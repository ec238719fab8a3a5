//! Tick entry point
//!
//! `QuoteEngine` pairs the candle aggregator with the ticket store. A
//! rejected tick touches neither. An accepted tick always updates the
//! ticket, even when some candle windows could not be written.

use std::sync::Arc;

use tracing::{debug, info};
use types::candle::Candle;
use types::errors::TickError;
use types::granularity::Granularity;
use types::ids::InstrumentCode;
use types::tick::{RawTick, Tick};

use crate::aggregator::{CandleAggregator, IngestError, IngestReport, WindowOutcome};
use crate::config::{ConfigError, EngineConfig};
use crate::directory::InstrumentDirectory;
use crate::metrics::EngineMetrics;
use crate::store::{CandleStore, InMemoryCandleStore, StoreError};
use crate::ticket::{TicketChange, TicketStore, TicketView};

/// Everything one accepted tick did.
#[derive(Debug, Clone, PartialEq, Eq)]
pub struct TickOutcome {
    pub ticket: TicketChange,
    pub report: IngestReport,
}

impl TickOutcome {
    /// Granularities whose head candle was created or updated.
    pub fn touched(&self) -> Vec<Granularity> {
        self.report
            .results
            .iter()
            .filter(|r| matches!(r.result, Ok(WindowOutcome::Created { .. }) | Ok(WindowOutcome::Updated)))
            .filter_map(|r| r.granularity.parse().ok())
            .collect()
    }
}

pub struct QuoteEngine {
    aggregator: CandleAggregator,
    tickets: TicketStore,
    metrics: Arc<EngineMetrics>,
    dispatch_buffer: usize,
}

impl QuoteEngine {
    pub fn new(config: &EngineConfig, store: Arc<dyn CandleStore>) -> Result<Self, ConfigError> {
        let metrics = Arc::new(EngineMetrics::new());
        let aggregator = CandleAggregator::new(config, store)?.with_metrics(Arc::clone(&metrics));
        info!("QuoteEngine initialized");
        Ok(Self {
            aggregator,
            tickets: TicketStore::new(),
            metrics,
            dispatch_buffer: config.dispatch_buffer,
        })
    }

    /// Engine over a fresh process-local candle store.
    pub fn in_memory(config: &EngineConfig) -> Result<Self, ConfigError> {
        Self::new(config, Arc::new(InMemoryCandleStore::new()))
    }

    pub fn with_directory(mut self, directory: Arc<dyn InstrumentDirectory>) -> Self {
        self.aggregator = self.aggregator.with_directory(directory);
        self
    }

    pub fn metrics(&self) -> &Arc<EngineMetrics> {
        &self.metrics
    }

    /// Inbound channel bound from the validated config.
    pub fn dispatch_buffer(&self) -> usize {
        self.dispatch_buffer
    }

    pub fn aggregator(&self) -> &CandleAggregator {
        &self.aggregator
    }

    /// Process one tick.
    ///
    /// `Err` means the tick was rejected and nothing was written. A tick
    /// with failed granularities is still `Ok`; inspect
    /// `report.is_complete()`.
    pub fn on_tick(&self, tick: &Tick) -> Result<TickOutcome, TickError> {
        let report = match self.aggregator.ingest(tick) {
            Ok(report) => report,
            Err(IngestError::Partial(report)) => report,
            Err(IngestError::InvalidTick(err)) => return Err(err),
        };

        let ticket = self.tickets.update(tick);
        self.metrics.record_ticket(ticket.is_changed());
        debug!(code = %tick.code, ticket = ?ticket, complete = report.is_complete(), "Tick processed");

        Ok(TickOutcome { ticket, report })
    }

    /// Validate a feed record and process it.
    pub fn on_raw(&self, raw: RawTick) -> Result<TickOutcome, TickError> {
        let tick = Tick::try_from(raw).map_err(|err| {
            self.metrics.record_tick_rejected();
            err
        })?;
        self.on_tick(&tick)
    }

    /// Up to `limit` candles for one window, newest first.
    pub fn load_candles(
        &self,
        code: &InstrumentCode,
        granularity: Granularity,
        limit: usize,
    ) -> Result<Vec<Candle>, StoreError> {
        self.aggregator.load_candles(code, granularity, limit)
    }

    /// One instrument's ticket, or every ticket when `code` is `None`.
    pub fn load_ticket(&self, code: Option<&InstrumentCode>) -> TicketView {
        self.tickets.load(code)
    }

    pub fn tickets(&self) -> &TicketStore {
        &self.tickets
    }
}

#[cfg(test)]
mod tests {
    use super::*;
    use rust_decimal::Decimal;
    use std::str::FromStr;

    const TS: i64 = 1_700_000_000;

    fn dec(s: &str) -> Decimal {
        Decimal::from_str(s).unwrap()
    }

    fn engine() -> QuoteEngine {
        let config = EngineConfig {
            granularities: vec!["1m".to_string(), "5m".to_string()],
            ..EngineConfig::default()
        };
        QuoteEngine::in_memory(&config).unwrap()
    }

    #[test]
    fn test_tick_updates_candles_and_ticket() {
        let engine = engine();
        let code = InstrumentCode::new("rb2405");
        let outcome = engine.on_tick(&Tick::new(code.clone(), TS, dec("3521"))).unwrap();

        assert_eq!(outcome.ticket, TicketChange::Changed);
        assert!(outcome.report.is_complete());
        assert_eq!(outcome.touched(), vec![Granularity::M1, Granularity::M5]);
        assert_eq!(engine.load_candles(&code, Granularity::M5, 10).unwrap().len(), 1);

        match engine.load_ticket(Some(&code)) {
            TicketView::Single(Some(ticket)) => assert_eq!(ticket.price, dec("3521")),
            other => panic!("Expected ticket, got {:?}", other),
        }
    }

    #[test]
    fn test_repeat_quote_unchanged() {
        let engine = engine();
        let code = InstrumentCode::new("rb2405");
        engine.on_tick(&Tick::new(code.clone(), TS, dec("3521"))).unwrap();
        let outcome = engine.on_tick(&Tick::new(code, TS + 1, dec("3521"))).unwrap();
        assert_eq!(outcome.ticket, TicketChange::Unchanged);

        let exported = engine.metrics().export();
        assert_eq!(exported["tickets_changed"], 1);
        assert_eq!(exported["tickets_unchanged"], 1);
        assert_eq!(exported["candles_updated"], 2);
    }

    #[test]
    fn test_rejected_tick_writes_nothing() {
        let engine = engine();
        let code = InstrumentCode::new("rb2405");
        let bad = Tick::new(code.clone(), 0, dec("3521"));

        assert_eq!(engine.on_tick(&bad), Err(TickError::InvalidTimestamp(0)));
        assert!(engine.tickets().is_empty());
        assert!(engine.load_candles(&code, Granularity::M1, 10).unwrap().is_empty());
    }

    #[test]
    fn test_on_raw_requires_code() {
        let engine = engine();
        let raw = RawTick {
            timestamp: Some(TS),
            price: Some(dec("3521")),
            ..RawTick::default()
        };
        assert_eq!(engine.on_raw(raw), Err(TickError::MissingField("code")));
        assert_eq!(engine.metrics().export()["ticks_rejected"], 1);
    }

    #[test]
    fn test_stale_tick_not_touched() {
        let engine = engine();
        let code = InstrumentCode::new("rb2405");
        engine.on_tick(&Tick::new(code.clone(), TS + 120, dec("3521"))).unwrap();
        let outcome = engine.on_tick(&Tick::new(code, TS, dec("3500"))).unwrap();

        // 22:13 is behind the 22:15 head on both windows
        assert!(outcome.touched().is_empty());
        assert_eq!(outcome.ticket, TicketChange::Changed);
    }
}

Assigned task: Among the lines of the data, find every one that holds "TicketChange" and copy it.

Answer to the exercise:
use crate::ticket::{TicketChange, TicketStore, TicketView};
    pub ticket: TicketChange,
        assert_eq!(outcome.ticket, TicketChange::Changed);
        assert_eq!(outcome.ticket, TicketChange::Unchanged);
        assert_eq!(outcome.ticket, TicketChange::Changed);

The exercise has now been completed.